A Journey Through My Own Spiritual Hell
I can only describe the last few weeks as my very own, personal spiritual hell. The sad truth is that I had been here before and that was an even scarier thought. I knew it all to well, the feeling is disconnect that seemed to get worse with each passing day. It felt like a deep, dark hole I couldn’t get out of. I was alone and there was no one to understand what I was going through. I couldn’t even find the words to describe what was happening. I was lost, confused and I couldn’t pull myself out. I tried everything. I spent countless hours trying to meditate, sleep, ground myself, pray, set intentions, sleep some more, nothing worked and no amount of sage seemed to release me from this torment.
My connection was gone! I couldn’t feel it. I knew I still had clients to serve so I went into service mode. Thankfully my disconnection didn’t stop me from serving them. I could connect for them and receive the messages and direction they needed. For them and others I had no problem connecting, but for myself, I was empty. I became triggered, angered and emotional. Once the tears started falling I couldn’t make them stop. I locked myself in the bathroom so no one could see the anguish written plain as day on my face. I was searching and the more I searched for answers, searched for a connection, the more disconnected I felt. I was tired, stressed and frustrated. My conversations with people weren’t helping. I was told that I lived in a fairy tale and fantasy world, out of touch with reality and real life, and was contradicting myself. I didn’t know worse was possible, but here I was staring worse in the face.

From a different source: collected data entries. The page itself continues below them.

//! Coin Catcher - a timed arcade coin-clicking game
//!
//! Core modules:
//! - `sim`: Simulation (coins, physics, hit testing, session state machine)
//! - `scheduler`: Frame loop and periodic timers with generation tokens
//! - `game`: Serialized executor tying the simulation to the clock
//! - `renderer`: Drawable frames and triangle tessellation
//! - `highscores`: Top-10 leaderboard
//! - `settings`: Data-driven game balance

pub mod error;
pub mod game;
pub mod highscores;
pub mod renderer;
pub mod scheduler;
pub mod settings;
pub mod sim;

#[cfg(target_arch = "wasm32")]
pub mod web;

pub use error::GameError;
pub use game::Game;
pub use highscores::HighScores;
pub use settings::Settings;

use glam::Vec2;

/// Game configuration constants
pub mod consts {
    /// Play field dimensions (canvas pixels)
    pub const FIELD_WIDTH: f32 = 800.0;
    pub const FIELD_HEIGHT: f32 = 600.0;

    /// Round length in seconds
    pub const ROUND_SECONDS: u32 = 60;

    /// Coins spawned when a round starts
    pub const INITIAL_COINS: usize = 3;
    /// Population ceiling for top-up and backfill
    pub const MAX_COINS: usize = 5;

    /// Hit radius (the original coin is 40 px across)
    pub const COIN_RADIUS: f32 = 20.0;
    /// Per-axis speed bound, units per frame
    pub const MAX_COIN_SPEED: f32 = 2.0;
    /// Spin per frame (radians)
    pub const COIN_SPIN: f32 = 0.1;
    /// Pulse phase advance per frame
    pub const PULSE_STEP: f32 = 0.1;
    /// Render radius oscillation
    pub const PULSE_AMPLITUDE: f32 = 1.5;

    /// Points per caught coin
    pub const POINTS_PER_COIN: u32 = 50;
    /// Score that unlocks the coupon
    pub const BONUS_THRESHOLD: u32 = 1000;

    /// Countdown period (ms)
    pub const COUNTDOWN_INTERVAL_MS: f64 = 1000.0;
    /// Top-up spawn period (ms)
    pub const TOP_UP_INTERVAL_MS: f64 = 2400.0;
    /// Nominal display refresh (used by the headless runner)
    pub const FRAME_INTERVAL_MS: f64 = 1000.0 / 60.0;

    /// Leaderboard size
    pub const MAX_HIGH_SCORES: usize = 10;
    /// Longest accepted player name (characters)
    pub const MAX_NAME_LEN: usize = 20;
}

/// Euclidean distance between two points
#[inline]
pub fn distance(a: Vec2, b: Vec2) -> f32 {
    (a - b).length()
}

/// Rotate a vector by `angle` radians
#[inline]
pub fn rotate(v: Vec2, angle: f32) -> Vec2 {
    Vec2::from_angle(angle).rotate(v)
}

The hole I was climbing out of seemed to get deeper, darker and further from the light.
The next morning I woke up to a notification that a friend tagged me in a comment. My mentor, Maru Iabichela, was live streaming about four ways to handle when things fall apart. In this Facebook live she spoke about building a new stronger foundation and to not ask why this is happening but instead to say I don’t know why this is happening, but thank you God. So I did. Every time thoughts of saying why came into my mind I reframed and said I don’t know why this is happening, but thank you God. It was the New Moon. I tried to perform and complete my new moon ritual to no avail. I decided to sleep, but I couldn’t do that either. I put on some solfeggio tones and grabbed my colouring book and began colouring. Instantly, the message was clear, the Divine is all around me. This I knew of course, but in my own discord and distress I had forgotten. The Divine was in the air I was breathing, the clouds in the sky, the trees in the ground. Visions of past lives flooded my mind. I was always a healer, this was and is who I am.
This morning I woke up and a friend sent me a link to Oprah’s Super Soul Sunday where she interviewed Dr. Michael Bernard Beckwith where he talked about the “Dark Night of the Soul”. That was it, this is what I had been going through. He talked about shedding the skin of who you were, but not yet being who you are becoming. He said to ask yourself “If this experience were to last forever, what quality would have to emerge for me to have peace of mind?” And the answer for me was Love.
So although, I still don’t know who I am becoming and I haven’t fully found my connection; I am embracing this journey with love. Love for the journey, love for the Divine, and love for myself. And despite the fact that I haven’t fully emerged from the deepest, darkest depths, today I can at least see the light and that is good enough for me.